At 62, Peter Orr worked 10 hours a day at a challenging job. He didn’t get a lot of exercise, but he figured he never smoked and didn’t drink very much, so despite his sedentary lifestyle, he believed he was healthy.
Then in the fall of 2016, Peter returned from vacation feeling tired and out of breath. His GP listened to Peter’s heart and on that particular day, something happened that would change Peter forever. The doctor said, “‘You have an irregular heartbeat. You should go emergency right away.’”
Unsure of what to make of it, Peter went to a local hospital. He was given a beta blocker—a class of medicine commonly used to treat a wide range of problems in the heart—and sent home.
A few days later, Peter started to feel very, very sick.
On Friday night, well into the evening, Peter barely made it to VGH. But on this night, he came into the care of Dr. Christopher Fordyce, a cardiologist at VGH.
“I’ve always been amazed by this because when you look at who Dr. Fordyce is, he’s a full professor, he’s on a lot of boards, he’s a very big deal as a cardiologist,” says Peter. “It’s just so amazing to me that he does the graveyard shift in the emergency department on a regular basis.”
Adjusting the heart
“Peter came in with congestive heart failure due to atrial fibrillation,” says Dr. Forydce. “He had rapid, uncontrolled heart rates. His heart function at that time was less than 50 per cent of normal. He was struggling to walk, couldn’t do any of his usual activities.”
Dr. Fordyce became Peter’s cardiologist, and referred him to the heart function clinic at VGH, as well as the electrophysiology team and the atrial fibrillation clinic under the care of Dr. Matthew Bennett and Dr. Jason Andrade, two world leaders in their fields.
“Peter’s heart was only pumping out 20 per cent of its blood per beat. The average heart does 60 to 70 per cent,” says Dr. Fordyce. “He needed the expert care available in these places if he was to recover.”
At a check-up in January 2017, Dr. Fordcye gave Peter the OK to begin to exercise. Peter made his first steps into what would become a journey across the globe.
“At this point, I started walking around the block. And then I walked down to the store. And then I started to walk to the store and back,” says Peter. “I started a routine of walking farther and farther every day. Then a group of people in my office formed a company team to run the Vancouver Sun Run.”
This became Peter’s new objective. He started training at a local community centre, running on a treadmill. In the spring of 2017, he he completed the Sun Run in just under an hour.
“I thought well, if I can run 10K, I can do a half-marathon,” says Peter.
Peter ran that one.
Then he learned of a full marathon in Honolulu that December.
He ran that one, too.
His wife, Carol, gave him a book called 50 Runs to Do Before You Die. He hasn’t looked back since.

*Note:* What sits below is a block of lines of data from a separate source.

// Copyright (c) 2024 Harry [Majored] [hello@majored.pw]
// MIT License (https://github.com/Majored/rs-async-zip/blob/main/LICENSE)

//! Byte-level codecs for the on-disk ZIP records.
//!
//! Each record module exposes a `Raw*` struct holding the fixed-width fields in file order, `raw_read`/`raw_write`
//! functions generated by [`raw!`], and `read`/`write` functions which handle the signature and the variable-length
//! tail of the record. Decoding works over a [`ByteReader`](crate::utils::ByteReader) and encoding appends to a
//! `Vec<u8>`; neither touches an I/O device.

pub mod cdr;
pub mod edf;
pub mod eocdr;
pub mod lfh;

/// The length in bytes of a signature. All signatures are u32s, so 4 bytes long.
pub const SIGNATURE_LENGTH: usize = 4;

macro_rules! raw {
    ($name:ident { $($field:ident, $type:ty, $read:ident, $write:ident),* }) => {
        use crate::error::Result;
        use crate::utils::ByteReader;

        #[derive(Clone, Copy, Debug, Default, PartialEq, Eq)]
        pub struct $name {
            $(pub $field : $type),*
        }

        impl $name {
            /// The length in bytes of the fixed fields, excluding the signature.
            pub const LENGTH: usize = 0 $(+ std::mem::size_of::<$type>())*;
        }

        /// Reads the raw underlying header from the given cursor.
        #[tracing::instrument(level = "trace", skip(reader))]
        pub(crate) fn raw_read(reader: &mut ByteReader<'_>) -> Result<$name> {
            Ok($name {
                $($field : reader.$read()? ),*
            })
        }

        /// Appends the raw underlying header to the given buffer.
        pub fn raw_write(buffer: &mut Vec<u8>, raw: &$name) {
            $(crate::utils::$write(buffer, raw.$field);)*
        }
    }
}

macro_rules! raw_deref {
    ($from:ident, $to:ident) => {
        use std::ops::{Deref, DerefMut};

        impl Deref for $from {
            type Target = $to;

            fn deref(&self) -> &Self::Target {
                &self.raw
            }
        }

        impl DerefMut for $from {
            fn deref_mut(&mut self) -> &mut Self::Target {
                &mut self.raw
            }
        }
    };
}

pub(crate) use raw;
pub(crate) use raw_deref;
// Copyright (c) 2023 Harry [Majored] [hello@majored.pw]
// MIT License (https://github.com/Majored/rs-async-zip/blob/main/LICENSE)

//! Interpretation of the extensible data fields attached to ZIP records.

use crate::core::edf;
use crate::error::Result;

/// The header IDs of extra fields this crate recognises.
#[derive(Clone, Copy, Debug, PartialEq, Eq, Hash)]
pub enum HeaderId {
    /// Info-ZIP extended timestamp ("UT").
    ExtendedTimestamp,
    Other(u16),
}

impl From<u16> for HeaderId {
    fn from(value: u16) -> Self {
        match value {
            0x5455 => Self::ExtendedTimestamp,
            other => Self::Other(other),
        }
    }
}

impl From<HeaderId> for u16 {
    fn from(value: HeaderId) -> Self {
        match value {
            HeaderId::ExtendedTimestamp => 0x5455,
            HeaderId::Other(other) => other,
        }
    }
}

/// Bit 0 of the extended timestamp flags: a modification time follows.
const MODIFICATION_TIME_PRESENT: u8 = 0x01;

/// The Info-ZIP extended timestamp extra field.
///
/// Only the modification time is interpreted; access and creation times which may follow it are ignored.
#[derive(Clone, Copy, Debug, PartialEq, Eq)]
pub struct ExtendedTimestampField {
    pub flags: u8,
    pub modification_time: Option<u32>,
}

impl ExtendedTimestampField {
    /// Constructs a field carrying only a modification time.
    pub fn with_modification_time(time: u32) -> Self {
        Self { flags: MODIFICATION_TIME_PRESENT, modification_time: Some(time) }
    }

    /// Parses the field's data, returning `None` if it is too short to hold what its flags claim.
    pub fn parse(data: &[u8]) -> Option<Self> {
        let (&flags, rest) = data.split_first()?;

        let modification_time = match flags & MODIFICATION_TIME_PRESENT {
            0 => None,
            _ => Some(u32::from_le_bytes(rest.get(..4)?.try_into().ok()?)),
        };

        Some(Self { flags, modification_time })
    }

    /// Appends the complete field, header included, to the given buffer.
    pub fn write(&self, buffer: &mut Vec<u8>) -> Result<()> {
        let mut data = vec![self.flags];
        if let Some(time) = self.modification_time {
            data.extend_from_slice(&time.to_le_bytes());
        }
        edf::write(buffer, HeaderId::ExtendedTimestamp.into(), &data)
    }
}

/// An extra field, interpreted where recognised.
#[derive(Clone, Debug, PartialEq, Eq)]
pub enum ExtraField<'a> {
    ExtendedTimestamp(ExtendedTimestampField),
    Unknown { header_id: u16, data: &'a [u8] },
}

/// Parses every complete extra field in the given span, ignoring malformed trailing bytes.
pub fn parse_extra_fields(extra_field: &[u8]) -> Vec<ExtraField<'_>> {
    edf::iter(extra_field)
        .map(|field| match HeaderId::from(field.header_id) {
            HeaderId::ExtendedTimestamp => match ExtendedTimestampField::parse(field.data) {
                Some(timestamp) => ExtraField::ExtendedTimestamp(timestamp),
                None => ExtraField::Unknown { header_id: field.header_id, data: field.data },
            },
            HeaderId::Other(header_id) => ExtraField::Unknown { header_id, data: field.data },
        })
        .collect()
}

/// Returns the UNIX modification time carried by an extended timestamp field within the span, if any.
///
/// Should more than one such field be present, the last wins.
pub fn modification_time(extra_field: &[u8]) -> Option<u32> {
    parse_extra_fields(extra_field)
        .into_iter()
        .filter_map(|field| match field {
            ExtraField::ExtendedTimestamp(timestamp) => timestamp.modification_time,
            ExtraField::Unknown { .. } => None,
        })
        .last()
}
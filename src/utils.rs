// Copyright (c) 2021-2024 Harry [Majored] [hello@majored.pw]
// MIT License (https://github.com/Majored/rs-async-zip/blob/main/LICENSE)

use crate::error::{Result, ZipError};

/// A bounds-checked little-endian cursor over a borrowed byte buffer.
///
/// Every read advances the cursor's offset and fails with [`ZipError::TruncatedArchive`] rather than reading past
/// the end of the buffer.
#[derive(Debug, Clone)]
pub(crate) struct ByteReader<'a> {
    buffer: &'a [u8],
    offset: usize,
}

impl<'a> ByteReader<'a> {
    /// Constructs a new cursor positioned at the start of the buffer.
    pub(crate) fn new(buffer: &'a [u8]) -> Self {
        Self { buffer, offset: 0 }
    }

    /// Constructs a new cursor positioned at the given offset within the buffer.
    pub(crate) fn at(buffer: &'a [u8], offset: usize) -> Self {
        Self { buffer, offset }
    }

    /// Returns the number of bytes left between the cursor and the end of the buffer.
    pub(crate) fn remaining(&self) -> usize {
        self.buffer.len().saturating_sub(self.offset)
    }

    pub(crate) fn read_u16(&mut self) -> Result<u16> {
        let bytes = self.read_bytes(2)?;
        Ok(u16::from_le_bytes([bytes[0], bytes[1]]))
    }

    pub(crate) fn read_u32(&mut self) -> Result<u32> {
        let bytes = self.read_bytes(4)?;
        Ok(u32::from_le_bytes([bytes[0], bytes[1], bytes[2], bytes[3]]))
    }

    /// Borrows the next `length` bytes and advances past them.
    pub(crate) fn read_bytes(&mut self, length: usize) -> Result<&'a [u8]> {
        let available = self.remaining();
        if length > available {
            return Err(ZipError::TruncatedArchive { needed: length, available });
        }

        let bytes = &self.buffer[self.offset..self.offset + length];
        self.offset += length;
        Ok(bytes)
    }
}

pub(crate) fn write_u16(buffer: &mut Vec<u8>, value: u16) {
    buffer.extend_from_slice(&value.to_le_bytes());
}

pub(crate) fn write_u32(buffer: &mut Vec<u8>, value: u32) {
    buffer.extend_from_slice(&value.to_le_bytes());
}

/// Assert that the next four-byte signature read by the cursor matches the expected signature.
pub(crate) fn assert_signature(reader: &mut ByteReader<'_>, expected: u32) -> Result<()> {
    match reader.read_u32()? {
        actual if actual == expected => Ok(()),
        actual => Err(ZipError::UnexpectedHeaderError(actual, expected)),
    }
}
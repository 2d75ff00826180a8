// Copyright (c) 2022 Harry [Majored] [hello@majored.pw]
// MIT License (https://github.com/Majored/rs-async-zip/blob/main/LICENSE)

use crate::error::{Result, ZipError};

/// File type bits of a POSIX mode.
pub const S_IFREG: u32 = 0o100000;
pub const S_IFDIR: u32 = 0o040000;
pub const S_IFLNK: u32 = 0o120000;

const PERMISSION_TEMPLATE: &[u8; 10] = b"-rwxrwxrwx";

/// An attribute host compatibility supported by this crate.
#[non_exhaustive]
#[derive(Debug, Clone, Copy, PartialEq, Eq)]
pub enum AttributeCompatibility {
    Unix,
}

impl From<&AttributeCompatibility> for u16 {
    // Convert a supported attribute host compatibility into its relevant u16 stored with little endianness.
    // https://github.com/Majored/rs-async-zip/blob/main/SPECIFICATION.md#4422
    fn from(compatibility: &AttributeCompatibility) -> Self {
        match compatibility {
            AttributeCompatibility::Unix => 3,
        }
    }
}

impl From<AttributeCompatibility> for u16 {
    fn from(compatibility: AttributeCompatibility) -> Self {
        (&compatibility).into()
    }
}

/// A mode value as supplied for a new entry, before it has been parsed.
#[derive(Debug, Clone, PartialEq, Eq)]
pub enum ModeInput {
    Integer(u32),
    Text(String),
}

impl From<u32> for ModeInput {
    fn from(value: u32) -> Self {
        ModeInput::Integer(value)
    }
}

impl From<&str> for ModeInput {
    fn from(value: &str) -> Self {
        ModeInput::Text(value.to_owned())
    }
}

impl From<String> for ModeInput {
    fn from(value: String) -> Self {
        ModeInput::Text(value)
    }
}

/// A POSIX file mode, including its file type bits.
#[derive(Debug, Clone, Copy, PartialEq, Eq, Hash)]
pub struct UnixMode(pub u32);

impl UnixMode {
    /// The mode given to regular files when none is supplied.
    pub const DEFAULT_FILE: UnixMode = UnixMode(S_IFREG | 0o644);
    /// The mode given to directories when none is supplied.
    pub const DEFAULT_DIRECTORY: UnixMode = UnixMode(S_IFDIR | 0o755);

    /// Returns whether the directory type bit is set.
    pub fn is_dir(&self) -> bool {
        self.0 & S_IFDIR != 0
    }

    /// Extracts the mode held in the upper 16 bits of an external file attribute.
    pub fn from_external_attributes(attributes: u32) -> Self {
        UnixMode(attributes >> 16)
    }

    /// Returns the external file attribute carrying this mode.
    pub fn as_external_attributes(&self) -> u32 {
        self.0 << 16
    }

    /// Resolves the mode of a new entry.
    ///
    /// A missing mode defaults per entry kind. Otherwise the mode must agree with the kind: directories (entries
    /// without data) must carry the directory bit and all other entries must not.
    pub fn resolve(input: Option<&ModeInput>, is_dir: bool) -> Result<Self> {
        let mode = match input {
            None if is_dir => Self::DEFAULT_DIRECTORY,
            None => Self::DEFAULT_FILE,
            Some(ModeInput::Integer(value)) => UnixMode(*value),
            Some(ModeInput::Text(text)) => text.parse()?,
        };

        if mode.is_dir() != is_dir {
            return Err(ZipError::ModeMismatch);
        }
        Ok(mode)
    }
}

impl std::str::FromStr for UnixMode {
    type Err = ZipError;

    /// Parses either a decimal integer or an `ls -l` style string such as `-rw-r--r--` or `drwxr-xr-x`.
    fn from_str(text: &str) -> Result<Self> {
        let invalid = || ZipError::InvalidMode(text.to_owned());

        if text.starts_with(|c: char| c.is_ascii_digit()) {
            let digits: &str = text.split(|c: char| !c.is_ascii_digit()).next().unwrap_or_default();
            return digits.parse().map(UnixMode).map_err(|_| invalid());
        }

        let bytes = text.as_bytes();
        if bytes.len() != PERMISSION_TEMPLATE.len() {
            return Err(invalid());
        }

        let mut mode = match bytes[0] {
            b'-' => S_IFREG,
            b'd' => S_IFDIR,
            b'l' => S_IFLNK,
            _ => return Err(invalid()),
        };

        for (index, (&actual, &expected)) in bytes.iter().zip(PERMISSION_TEMPLATE).enumerate().skip(1) {
            if actual == expected {
                mode |= 1 << (9 - index);
            } else if actual != b'-' {
                return Err(invalid());
            }
        }

        Ok(UnixMode(mode))
    }
}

At 69 years old, Peter has gone from a sedentary lifestyle with heart problems to running marathons around the globe. He regularly runs 50 km a week and swims on a master’s swim team. And in the six years since he started training, Peter has finished 13 global marathons, including races in Paris, Istanbul, Melbourne, and the highly competitive Boston Marathon.
“He makes me feel pretty lazy,” says Dr. Fordyce. “And his heart function has remained stable throughout all of this. That part is what I find really incredible, is that each challenge Peter faced has not impacted his quality of life.”
“I give full credit to the VGH team for making this possible. The treatment I received there got me to the point where I was able to start running. And their ongoing monitoring gave me the confidence to push myself,” says Peter.
Throughout his training Peter continued to suffer intermittent atrial fibrillation (AFIB). AFIB increases the risk of stroke. In February 2022, he underwent ablation surgery to finally correct this condition. Since then, he’s returned to running marathons, and has plans for many more in the future.